Note that by the geometric progression formula, we have \[ A_2^k = \bmat{\mu^k & 0 \\ \mu \frac{1-\mu^k}{1-\mu} & 1}. \] as long as \(\abs{\mu} < 1\).
Adam: Adaptive Moment Estimation
Gradient descent with a fixed step size has the following undesirable property:
- it makes large adjustments to parameters associated with large gradients (where perhaps we should be more cautious)
- it makes small adjustments to parameters associated with small gradients (where perhaps we should explore further)
When the gradient of the loss surface is much steeper in one direction than another, it is difficult to choose a learning rate that
- makes good progress in both directions
- is stable.
A straightforward approach is to normalize the gradients so that we move a fixed distance in each direction: \[ \begin{aligned} m_{t+1} &= \nabla_w \mc{L}(w)^{(t)}, \\ v_{t+1} &= \left( \nabla_w \mc{L}(w)^{(t)} \right)^2, \\ w_{t+1} &= w_t - \eta \frac{m_{t+1}}{\sqrt{v_{t+1}} + \epsilon}. \end{aligned} \]
This algorithm moves a fixed distance \(\eta\) along each coordinate
However, it will bounce back and forth around the minimum
Adam takes this idea and adds momentum to both the estimate of the gradient and the squared gradient.
- The training data is in \(\R^2\) and has three categories (three classifications).
- The data is not linearly separable.
Softmax Activation
\[ \begin{aligned} z_1^{(3)} &= \sum_{j=1}^{100} w_{1j}^{(3)} a_j^{(2)} + b_1^{(3)}, && a_1^{(3)} = \frac{e^{z_1^{(3)}}}{\sum_{k=1}^3 e^{z_k^{(3)}}}, \\ z_2^{(3)} &= \sum_{j=1}^{100} w_{2j}^{(3)} a_j^{(2)} + b_2^{(3)}, && a_2^{(3)} = \frac{e^{z_2^{(3)}}}{\sum_{k=1}^3 e^{z_k^{(3)}}}, \\ z_3^{(3)} &= \sum_{j=1}^{100} w_{3j}^{(3)} a_j^{(2)} + b_3^{(3)}, && a_3^{(3)} = \frac{e^{z_3^{(3)}}}{\sum_{k=1}^3 e^{z_k^{(3)}}}. \end{aligned} \]

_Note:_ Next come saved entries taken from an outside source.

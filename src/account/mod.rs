/// Account management
///
/// The authentication core reads and writes accounts only through the
/// [`AccountRepository`] trait; it never owns the account table.

mod memory;
pub mod password;
mod repository;

pub use memory::MemoryAccountRepository;
pub use repository::SqliteAccountRepository;

use crate::{
    db::account::{Account, NewAccount},
    error::ServiceResult,
};
use async_trait::async_trait;
use serde::{Deserialize, Serialize};
use validator::{Validate, ValidationError};

/// Account persistence used by the session service
#[async_trait]
pub trait AccountRepository: Send + Sync {
    /// Load an account with the password hash blanked
    async fn find_by_user_id(&self, user_id: &str) -> ServiceResult<Option<Account>>;

    /// Load an account including its password hash
    async fn find_by_user_id_with_password(&self, user_id: &str)
        -> ServiceResult<Option<Account>>;

    /// Insert a new account
    async fn create(&self, account: NewAccount) -> ServiceResult<Account>;

    /// Persist mutable account state. The password hash is never written.
    async fn update(&self, account: &Account) -> ServiceResult<Account>;

    /// Delete by user id, returning whether a row was removed
    async fn delete(&self, user_id: &str) -> ServiceResult<bool>;
}

/// Signup request
#[derive(Debug, Clone, Serialize, Deserialize, Validate)]
#[serde(rename_all = "camelCase")]
pub struct SignupRequest {
    #[validate(length(min = 1, max = 64), custom(function = "validate_user_id"))]
    pub user_id: String,
    #[validate(email)]
    pub email: String,
    #[validate(length(min = 1, max = 64))]
    pub name: String,
    #[validate(length(min = 8, max = 128))]
    pub password: String,
}

/// User ids become store key segments, so they may not contain the `:` separator
fn validate_user_id(user_id: &str) -> Result<(), ValidationError> {
    if user_id.contains(':') {
        return Err(ValidationError::new("user_id_separator"));
    }
    Ok(())
}

/// Login request
#[derive(Debug, Clone, Serialize, Deserialize)]
#[serde(rename_all = "camelCase")]
pub struct LoginRequest {
    pub user_id: String,
    pub password: String,
}

/// Account re-activation request body
#[derive(Debug, Clone, Serialize, Deserialize)]
#[serde(rename_all = "camelCase")]
pub struct VerifyAccountRequest {
    pub user_id: String,
    pub user_password: String,
}

/// Account re-activation query parameters (from the emailed link)
#[derive(Debug, Clone, Serialize, Deserialize)]
#[serde(rename_all = "camelCase")]
pub struct VerifyAccountQuery {
    pub user_id: Option<String>,
    pub code: Option<String>,
}
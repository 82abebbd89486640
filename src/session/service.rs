/// Session service: login, logout, token reissue and theft detection
///
/// Business results a caller must branch on (wrong password, missing user,
/// missing refresh record) come back as outcome enums. Everything else is a
/// [`ServiceError`] carrying its HTTP status.
use super::{
    codec::{Claims, Principal, TokenCodec, TokenPair},
    keys::StoreAction,
    store::{get_record, put_record, BlacklistEntry, LogoutMarker, RefreshRecord, SessionStore},
};
use crate::{
    account::{
        password::{hash_password, verify_password},
        AccountRepository, SignupRequest,
    },
    db::account::{Account, NewAccount},
    error::{ServiceError, ServiceResult},
    mailer::AbnormalAccessNotifier,
};
use chrono::Utc;
use std::sync::Arc;
use tracing::{debug, error, info, warn};
use validator::Validate;

/// Consecutive password failures that disable an account
pub const MAX_FAILED_ATTEMPTS: i64 = 5;

/// Message for every theft-detection rejection, whatever the cause
pub const ABNORMAL_ACCESS: &str = "Abnormal access";

const BLACKLIST_REASON: &str = "Token has been logged out";

/// Successful login
#[derive(Debug, Clone)]
pub struct LoginSession {
    /// Account after login, password hash blanked
    pub user: Account,
    pub tokens: TokenPair,
}

/// Result of a login attempt that did not raise
#[derive(Debug, Clone)]
pub enum LoginOutcome {
    Success(LoginSession),
    WrongPassword { remaining_attempts: i64 },
}

/// Result of a logout that did not raise
#[derive(Debug, Clone)]
pub enum LogoutOutcome {
    LoggedOut(Account),
    UserNotFound,
}

/// Result of a reissue that did not raise
#[derive(Debug, Clone)]
pub enum ReissueOutcome {
    Reissued(TokenPair),
    NoRefreshToken,
}

/// Orchestrates account state, tokens and session records
pub struct SessionService {
    accounts: Arc<dyn AccountRepository>,
    store: Arc<dyn SessionStore>,
    codec: Arc<TokenCodec>,
    notifier: Arc<dyn AbnormalAccessNotifier>,
    bcrypt_cost: u32,
}

impl SessionService {
    pub fn new(
        accounts: Arc<dyn AccountRepository>,
        store: Arc<dyn SessionStore>,
        codec: Arc<TokenCodec>,
        notifier: Arc<dyn AbnormalAccessNotifier>,
        bcrypt_cost: u32,
    ) -> Self {
        Self {
            accounts,
            store,
            codec,
            notifier,
            bcrypt_cost,
        }
    }

    pub fn codec(&self) -> &TokenCodec {
        &self.codec
    }

    /// Register a new account
    pub async fn signup(&self, request: SignupRequest) -> ServiceResult<Account> {
        if let Err(errors) = request.validate() {
            let mut fields: Vec<String> =
                errors.field_errors().keys().map(|k| k.to_string()).collect();
            fields.sort_unstable();
            return Err(ServiceError::Validation(format!(
                "Invalid input: {}",
                fields.join(", ")
            )));
        }

        if self.accounts.find_by_user_id(&request.user_id).await?.is_some() {
            return Err(ServiceError::Conflict("User already exists".to_string()));
        }

        let password_hash = hash_password(&request.password, self.bcrypt_cost)?;
        let account = self
            .accounts
            .create(NewAccount {
                user_id: request.user_id,
                email: request.email,
                name: request.name,
                password_hash,
            })
            .await?;

        info!("Created account {}", account.user_id);
        Ok(account)
    }

    /// Authenticate with a password and open the single allowed session
    pub async fn login(
        &self,
        client_ip: Option<&str>,
        user_id: &str,
        password: &str,
    ) -> ServiceResult<LoginOutcome> {
        let mut account = self
            .accounts
            .find_by_user_id_with_password(user_id)
            .await?
            .ok_or_else(|| ServiceError::Authentication("User not found".to_string()))?;

        if !account.is_active {
            return Err(ServiceError::Authentication(
                "Account is disabled, contact an administrator".to_string(),
            ));
        }

        if account.is_logged_in {
            self.recover_stale_login(&mut account).await?;
        }

        if !verify_password(password, &account.password_hash)? {
            account.failed_login_attempts += 1;
            account.last_login_datetime = Some(Utc::now());

            if account.failed_login_attempts >= MAX_FAILED_ATTEMPTS {
                account.is_active = false;
                self.accounts.update(&account).await?;
                warn!("Disabled {} after {} failed logins", user_id, MAX_FAILED_ATTEMPTS);
                return Err(ServiceError::Authentication(format!(
                    "Account disabled after {} failed password attempts",
                    MAX_FAILED_ATTEMPTS
                )));
            }

            self.accounts.update(&account).await?;
            return Ok(LoginOutcome::WrongPassword {
                remaining_attempts: MAX_FAILED_ATTEMPTS - account.failed_login_attempts,
            });
        }

        account.failed_login_attempts = 0;
        account.last_login_datetime = Some(Utc::now());
        account.ip_address = client_ip.map(str::to_string);
        account.is_logged_in = true;
        let mut user = self.accounts.update(&account).await?;
        user.password_hash.clear();

        let principal = principal_of(&user);
        let tokens = self.codec.issue_pair(&principal)?;

        if let Err(e) = self.store_session(user_id, &tokens.refresh_token).await {
            warn!("Failed to store session records for {}: {}", user_id, e);
        }

        info!("User {} logged in", user_id);
        Ok(LoginOutcome::Success(LoginSession { user, tokens }))
    }

    /// A set `isLoggedIn` flag is honored only while the logout marker lives.
    /// Once the marker is gone the forced logout was lost, so the flag is stale.
    async fn recover_stale_login(&self, account: &mut Account) -> ServiceResult<()> {
        let already_logged_in =
            || ServiceError::Authentication("Already logged in on another device".to_string());

        match get_record::<LogoutMarker>(self.store.as_ref(), StoreAction::Logout, &account.user_id)
            .await
        {
            Ok(Some(_)) => Err(already_logged_in()),
            Ok(None) => {
                warn!(
                    "Clearing stale login flag for {}: session marker already expired",
                    account.user_id
                );
                account.is_logged_in = false;
                Ok(())
            }
            Err(e) => {
                warn!("Cannot check session marker for {}: {}", account.user_id, e);
                Err(already_logged_in())
            }
        }
    }

    /// End the session the access token belongs to
    pub async fn logout(&self, claims: &Claims, access_token: &str) -> ServiceResult<LogoutOutcome> {
        let principal = &claims.principal;

        let Some(mut account) = self.accounts.find_by_user_id(&principal.user_id).await? else {
            return Ok(LogoutOutcome::UserNotFound);
        };

        account.is_logged_in = false;
        let account = self
            .accounts
            .update(&account)
            .await
            .map_err(|e| ServiceError::Internal(format!("Logout: {}", e)))?;

        if !principal.is_sentinel() {
            self.blacklist(claims, access_token).await;
        }

        self.clear_session(&principal.user_id).await;

        if principal.is_sentinel() {
            info!("Forced logout of {}", principal.user_id);
        } else {
            info!("User {} logged out", principal.user_id);
        }
        Ok(LogoutOutcome::LoggedOut(account))
    }

    /// Exchange a matching refresh token for a fresh pair.
    ///
    /// `principal` comes from an expired access token and is trusted for
    /// identity only. A refresh token that differs from the last one issued
    /// locks the account and always fails with 403.
    pub async fn reissue_access_token(
        &self,
        principal: &Principal,
        refresh_token: &str,
        client_ip: Option<&str>,
    ) -> ServiceResult<ReissueOutcome> {
        let Some(stored) =
            get_record::<RefreshRecord>(self.store.as_ref(), StoreAction::Refresh, &principal.user_id)
                .await?
        else {
            return Ok(ReissueOutcome::NoRefreshToken);
        };

        if stored.refresh_token != refresh_token {
            return Err(self.respond_to_theft(&principal.user_id, client_ip).await);
        }

        let tokens = self.codec.issue_pair(principal)?;
        self.store_session(&principal.user_id, &tokens.refresh_token).await?;

        debug!("Reissued tokens for {}", principal.user_id);
        Ok(ReissueOutcome::Reissued(tokens))
    }

    async fn respond_to_theft(&self, user_id: &str, client_ip: Option<&str>) -> ServiceError {
        warn!(
            "Refresh token mismatch for {} from {}",
            user_id,
            client_ip.unwrap_or("unknown")
        );

        let account = match self.accounts.find_by_user_id(user_id).await {
            Ok(Some(account)) => account,
            Ok(None) => return ServiceError::Authorization(ABNORMAL_ACCESS.to_string()),
            Err(e) => {
                error!("Account lookup failed during theft response for {}: {}", user_id, e);
                return ServiceError::Authorization(ABNORMAL_ACCESS.to_string());
            }
        };

        match self.notifier.notify(&account, client_ip).await {
            Ok(code) => {
                let locked = Account {
                    is_logged_in: false,
                    is_active: false,
                    verification_code: Some(code),
                    ..account
                };
                match self.accounts.update(&locked).await {
                    Ok(_) => warn!("Locked account {} after refresh token mismatch", user_id),
                    Err(e) => error!("Failed to lock account {}: {}", user_id, e),
                }
            }
            Err(e) => error!("Abnormal access notification for {} failed: {}", user_id, e),
        }

        self.clear_session(user_id).await;
        ServiceError::Authorization(ABNORMAL_ACCESS.to_string())
    }

    /// Re-activate a locked account with its password and emailed code
    pub async fn verify_account(
        &self,
        user_id: &str,
        password: &str,
        code: &str,
    ) -> ServiceResult<Account> {
        let mut account = self
            .accounts
            .find_by_user_id_with_password(user_id)
            .await?
            .ok_or_else(|| ServiceError::NotFound("User not found".to_string()))?;

        if !verify_password(password, &account.password_hash)? {
            return Err(ServiceError::Validation("Password does not match".to_string()));
        }

        if account.verification_code.as_deref() != Some(code) {
            return Err(ServiceError::Validation(
                "Invalid verification code, please check the link".to_string(),
            ));
        }

        account.is_active = true;
        account.verification_code = None;
        account.failed_login_attempts = 0;
        let mut account = self.accounts.update(&account).await?;
        account.password_hash.clear();

        info!("Re-activated account {}", user_id);
        Ok(account)
    }

    /// Remove an account and any session records it still has
    pub async fn delete_user(&self, user_id: &str) -> ServiceResult<()> {
        if !self.accounts.delete(user_id).await? {
            return Err(ServiceError::NotFound(
                "User to delete does not exist".to_string(),
            ));
        }

        self.clear_session(user_id).await;
        info!("Deleted account {}", user_id);
        Ok(())
    }

    /// Blacklist entry for an access token, if it was revoked
    pub async fn blacklist_entry(&self, access_token: &str) -> ServiceResult<Option<BlacklistEntry>> {
        get_record(self.store.as_ref(), StoreAction::Blacklist, access_token).await
    }

    /// Write the logout marker, then the refresh record.
    ///
    /// The refresh record goes last so a failed write leaves the previously
    /// issued refresh token valid for a retry.
    async fn store_session(&self, user_id: &str, refresh_token: &str) -> ServiceResult<()> {
        let ttl = self.codec.refresh_ttl();
        let marker = LogoutMarker {
            issued_at: Utc::now().timestamp(),
        };
        put_record(self.store.as_ref(), StoreAction::Logout, user_id, &marker, ttl).await?;

        let record = RefreshRecord {
            refresh_token: refresh_token.to_string(),
        };
        put_record(self.store.as_ref(), StoreAction::Refresh, user_id, &record, ttl).await
    }

    async fn blacklist(&self, claims: &Claims, access_token: &str) {
        let ttl = claims.remaining_secs();
        if ttl == 0 {
            return;
        }

        let entry = BlacklistEntry {
            reason: BLACKLIST_REASON.to_string(),
            principal: claims.principal.clone(),
        };
        if let Err(e) =
            put_record(self.store.as_ref(), StoreAction::Blacklist, access_token, &entry, ttl).await
        {
            warn!("Failed to blacklist token of {}: {}", claims.principal.user_id, e);
        }
    }

    async fn clear_session(&self, user_id: &str) {
        for action in [StoreAction::Refresh, StoreAction::Logout] {
            if let Err(e) = self.store.delete(action, user_id).await {
                warn!("Failed to delete {} record for {}: {}", action, user_id, e);
            }
        }
    }
}

fn principal_of(account: &Account) -> Principal {
    Principal {
        id: account.id,
        user_id: account.user_id.clone(),
        name: account.name.clone(),
    }
}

- For \(i = 1, 2, 3\), the activation \(a_i^{(3)}\) is a function of \(z_1^{(3)}, z_2^{(3)}, z_3^{(3)}\)!
- \(a_1^{(3)}, a_2^{(3)}, a_3^{(3)} > 0\) and \(a_1^{(3)} + a_2^{(3)} + a_3^{(3)} = 1\).
- Remember that \(y\)’s are one-hot labels.
- Maximum Likelihood Cost is \(\mc{L} = -\sum_j y_j \log(a_j^{(3)}) = -y_1 \log(a_1^{(3)}) - y_2 \log(a_2^{(3)}) - y_3 \log(a_3^{(3)})\).